3. How would you describe James Brown's youth? According to the report, what challenges did he face in his youth? How did he deal with those challenges? In your opinion, how might Brown's upbringing have impacted his later life and his relationships with others?
4. Who is Bobby Byrd? According to the program, what important role did Byrd play in starting Brown's career? What led to the split between Brown and his band, the Famous Flames?
5. How would you describe the relationships among Brown and his band members? In your opinion, what were the benefits and drawbacks of being in James Brown's band? If you had the opportunity, would you have joined his band? Why or why not?

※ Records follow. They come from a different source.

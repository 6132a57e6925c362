//! Prompt construction for snippet classification

use crate::completion::ChatMessage;
use crate::config::HintsConfig;
use crate::detector::ReferenceSnippet;

const SYSTEM_CONTEXT: &str = "You are helping a college web team migrate its website away from \
two legacy systems: CougarWeb (the student/employee portal) and Colleague (the ERP behind it). \
Both are being replaced by Workday. You review snippets of page copy that mention a legacy \
system and produce structured migration guidance. Answer with a single JSON object and nothing \
else.";

/// Builds the role-tagged messages for one snippet
///
/// The user message restates the closed enumerations verbatim so the
/// model cannot drift into free-form labels, and pins down the rewrite
/// rules: keep tone and intent, never invent URLs.
pub fn build_messages(snippet: &ReferenceSnippet, hints: &HintsConfig) -> Vec<ChatMessage> {
    let mut user = String::new();

    user.push_str(&format!(
        "Page: {}\nMatched legacy term: {}\nSnippet:\n\"\"\"\n{}\n\"\"\"\n\n",
        snippet.source_url, snippet.matched_term, snippet.text
    ));

    if !hints.work_streams.is_empty() {
        user.push_str(&format!(
            "The migration work streams in scope are: {}. Prefer classifications relevant to \
             them.\n",
            hints.work_streams.join(", ")
        ));
    }
    if !hints.keywords.is_empty() {
        user.push_str(&format!(
            "Where natural, favor these keywords in the rewritten copy: {}.\n",
            hints.keywords.join(", ")
        ));
    }

    user.push_str(
        "\nFirst confirm the snippet refers to the legacy system (not the word's everyday \
         sense). Then answer with a JSON object containing exactly these fields:\n\
         - \"primary_audience\": one of \"students\", \"employees_faculty_staff\", \"mixed_other\"\n\
         - \"task_category\": one of \"registration\", \"financial_aid\", \"student_records\", \
         \"hr_benefits\", \"payroll\", \"procurement\", \"account_access\", \
         \"generic_system_reference\"\n\
         - \"reference_type\": one of \"action_portal\", \"informational_reference\", \
         \"historical_reference\"\n\
         - \"workday_feature\": short label for the Workday feature that replaces this usage\n\
         - \"proposed_replacement\": the snippet rewritten for Workday, preserving tone and \
         intent; do not invent URLs\n\
         - \"suggested_keywords\": 3 to 6 SEO keywords for the updated page\n\
         - \"confidence\": one of \"high\", \"medium\", \"low\"\n",
    );

    vec![ChatMessage::system(SYSTEM_CONTEXT), ChatMessage::user(user)]
}
//! Configuration module for relicscan
//!
//! Handles loading, parsing, and validating TOML configuration files.
//! Every section carries defaults, so the scanner runs without a config
//! file; a file only overrides the pieces it names.
//!
//! # Example
//!
//! ```no_run
//! use relicscan::config::load_config;
//! use std::path::Path;
//!
//! let config = load_config(Path::new("relicscan.toml")).unwrap();
//! println!("Crawl depth: {}", config.crawler.max_depth);
//! ```

mod parser;
mod types;
mod validation;

pub use parser::load_config;
pub use types::{
    Config, CrawlerConfig, DetectionConfig, HintsConfig, ModelConfig, UserAgentConfig,
};
pub use validation::validate;
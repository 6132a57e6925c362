use serde::Deserialize;

/// Main configuration structure for relicscan
#[derive(Debug, Clone, Default, Deserialize)]
pub struct Config {
    #[serde(default)]
    pub crawler: CrawlerConfig,
    #[serde(default, rename = "user-agent")]
    pub user_agent: UserAgentConfig,
    #[serde(default)]
    pub model: ModelConfig,
    #[serde(default)]
    pub detection: DetectionConfig,
    #[serde(default)]
    pub hints: HintsConfig,
}

/// Crawler behavior configuration
#[derive(Debug, Clone, Deserialize)]
pub struct CrawlerConfig {
    /// Maximum depth to crawl from the seed URL (hard cap 5)
    #[serde(rename = "max-depth", default = "default_max_depth")]
    pub max_depth: u32,

    /// Maximum number of URLs to record (hard cap 300)
    #[serde(rename = "max-urls", default = "default_max_urls")]
    pub max_urls: usize,

    /// Per-request timeout in seconds
    #[serde(rename = "request-timeout-secs", default = "default_request_timeout")]
    pub request_timeout_secs: u64,

    /// Maximum redirect hops a single fetch may follow
    #[serde(rename = "max-redirects", default = "default_max_redirects")]
    pub max_redirects: usize,

    /// Wall-clock ceiling for a whole scan or analyze operation, seconds
    #[serde(rename = "overall-timeout-secs", default = "default_overall_timeout")]
    pub overall_timeout_secs: u64,
}

impl Default for CrawlerConfig {
    fn default() -> Self {
        Self {
            max_depth: default_max_depth(),
            max_urls: default_max_urls(),
            request_timeout_secs: default_request_timeout(),
            max_redirects: default_max_redirects(),
            overall_timeout_secs: default_overall_timeout(),
        }
    }
}

fn default_max_depth() -> u32 {
    3
}

fn default_max_urls() -> usize {
    100
}

fn default_request_timeout() -> u64 {
    15
}

fn default_max_redirects() -> usize {
    5
}

fn default_overall_timeout() -> u64 {
    300
}

/// User agent identification configuration
#[derive(Debug, Clone, Deserialize)]
pub struct UserAgentConfig {
    /// Name of the scanner
    #[serde(rename = "crawler-name", default = "default_crawler_name")]
    pub crawler_name: String,

    /// Version of the scanner
    #[serde(rename = "crawler-version", default = "default_crawler_version")]
    pub crawler_version: String,

    /// URL with information about the scanner
    #[serde(rename = "contact-url", default = "default_contact_url")]
    pub contact_url: String,

    /// Email address for scanner-related contact
    #[serde(rename = "contact-email", default = "default_contact_email")]
    pub contact_email: String,
}

impl Default for UserAgentConfig {
    fn default() -> Self {
        Self {
            crawler_name: default_crawler_name(),
            crawler_version: default_crawler_version(),
            contact_url: default_contact_url(),
            contact_email: default_contact_email(),
        }
    }
}

fn default_crawler_name() -> String {
    "Relicscan".to_string()
}

fn default_crawler_version() -> String {
    env!("CARGO_PKG_VERSION").to_string()
}

fn default_contact_url() -> String {
    "https://example.edu/web-services".to_string()
}

fn default_contact_email() -> String {
    "webteam@example.edu".to_string()
}

/// Text-completion collaborator configuration
#[derive(Debug, Clone, Deserialize)]
pub struct ModelConfig {
    /// Base URL of an OpenAI-compatible chat completions API
    #[serde(rename = "base-url", default = "default_base_url")]
    pub base_url: String,

    /// Model identifier to request
    #[serde(default = "default_model")]
    pub model: String,

    /// Name of the environment variable holding the API key
    #[serde(rename = "api-key-env", default = "default_api_key_env")]
    pub api_key_env: String,

    /// Sampling temperature; kept low so classifications stay repeatable
    #[serde(default = "default_temperature")]
    pub temperature: f32,

    /// Per-call timeout in seconds
    #[serde(rename = "request-timeout-secs", default = "default_model_timeout")]
    pub request_timeout_secs: u64,
}

impl Default for ModelConfig {
    fn default() -> Self {
        Self {
            base_url: default_base_url(),
            model: default_model(),
            api_key_env: default_api_key_env(),
            temperature: default_temperature(),
            request_timeout_secs: default_model_timeout(),
        }
    }
}

fn default_base_url() -> String {
    "https://api.openai.com/v1".to_string()
}

fn default_model() -> String {
    "gpt-4o-mini".to_string()
}

fn default_api_key_env() -> String {
    "OPENAI_API_KEY".to_string()
}

fn default_temperature() -> f32 {
    0.2
}

fn default_model_timeout() -> u64 {
    30
}

/// Reference detection configuration
///
/// The direct terms always produce a snippet. The ambiguous terms are
/// everyday words that double as legacy-system names; a hit only counts
/// when the surrounding character window contains one of the context
/// vocabulary entries.
#[derive(Debug, Clone, Deserialize)]
pub struct DetectionConfig {
    /// Product names matched case-insensitively, tolerant of internal
    /// whitespace ("Cougar Web" and "CougarWeb" both match)
    #[serde(rename = "direct-terms", default = "default_direct_terms")]
    pub direct_terms: Vec<String>,

    /// Legacy-system names that are also ordinary English words
    #[serde(rename = "ambiguous-terms", default = "default_ambiguous_terms")]
    pub ambiguous_terms: Vec<String>,

    /// System/operational nouns that disambiguate an ambiguous term
    #[serde(rename = "context-vocabulary", default = "default_context_vocabulary")]
    pub context_vocabulary: Vec<String>,

    /// Characters inspected on each side of an ambiguous match
    #[serde(rename = "context-window-chars", default = "default_context_window")]
    pub context_window_chars: usize,

    /// Characters captured on each side of an accepted match
    #[serde(rename = "snippet-window-chars", default = "default_snippet_window")]
    pub snippet_window_chars: usize,

    /// Snippets shorter than this are discarded as trivial captures
    #[serde(rename = "min-snippet-chars", default = "default_min_snippet")]
    pub min_snippet_chars: usize,
}

impl Default for DetectionConfig {
    fn default() -> Self {
        Self {
            direct_terms: default_direct_terms(),
            ambiguous_terms: default_ambiguous_terms(),
            context_vocabulary: default_context_vocabulary(),
            context_window_chars: default_context_window(),
            snippet_window_chars: default_snippet_window(),
            min_snippet_chars: default_min_snippet(),
        }
    }
}

fn default_direct_terms() -> Vec<String> {
    vec!["cougar web".to_string()]
}

fn default_ambiguous_terms() -> Vec<String> {
    vec!["colleague".to_string()]
}

fn default_context_vocabulary() -> Vec<String> {
    [
        "system",
        "erp",
        "ellucian",
        "datatel",
        "records",
        "registration",
        "register",
        "portal",
        "login",
        "log in",
        "database",
        "self-service",
        "student accounts",
        "human resources",
        "payroll",
    ]
    .iter()
    .map(|s| s.to_string())
    .collect()
}

fn default_context_window() -> usize {
    150
}

fn default_snippet_window() -> usize {
    150
}

fn default_min_snippet() -> usize {
    20
}

/// Caller-supplied classification hints
#[derive(Debug, Clone, Default, Deserialize)]
pub struct HintsConfig {
    /// SEO keywords the rewritten copy should favor
    #[serde(default)]
    pub keywords: Vec<String>,

    /// Organizational work-stream labels that bias classification
    #[serde(rename = "work-streams", default)]
    pub work_streams: Vec<String>,
}

#[cfg(test)]
mod tests {
    use super::*;

    #[test]
    fn test_default_config_is_complete() {
        let config = Config::default();
        assert_eq!(config.crawler.max_depth, 3);
        assert_eq!(config.crawler.max_urls, 100);
        assert!(!config.detection.direct_terms.is_empty());
        assert!(!config.detection.ambiguous_terms.is_empty());
        assert!(!config.detection.context_vocabulary.is_empty());
        assert!(config.hints.keywords.is_empty());
    }

    #[test]
    fn test_empty_toml_uses_defaults() {
        let config: Config = toml::from_str("").unwrap();
        assert_eq!(config.model.temperature, 0.2);
        assert_eq!(config.crawler.overall_timeout_secs, 300);
    }

    #[test]
    fn test_partial_toml_overrides() {
        let config: Config = toml::from_str(
            r#"
[crawler]
max-depth = 2
max-urls = 50

[detection]
ambiguous-terms = ["banner"]
"#,
        )
        .unwrap();
        assert_eq!(config.crawler.max_depth, 2);
        assert_eq!(config.crawler.max_urls, 50);
        assert_eq!(config.detection.ambiguous_terms, vec!["banner"]);
        // Untouched sections keep their defaults
        assert_eq!(config.crawler.request_timeout_secs, 15);
        assert_eq!(config.detection.context_window_chars, 150);
    }
}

6. What was the status of race relations in the United States during the 1950s and 1960s? According to the program, what hardships did James Brown endure due to his race? In your opinion, is race still a factor for today's recording artists? Why or why not?
7. According to the program, what different types of music did James Brown perform during his career? Why do you think that his music changed over the years? What similarities, if any, can you find between the music he created and the music that you listen to?
8. Why do you think that Mr. Brown's music has endured over the years?
9. What are some of the legal troubles that James Brown encountered throughout his life? In your opinion, are the private lives of public figures newsworthy? Why or why not? Do the actions of artists influence your decision to buy their works? Explain.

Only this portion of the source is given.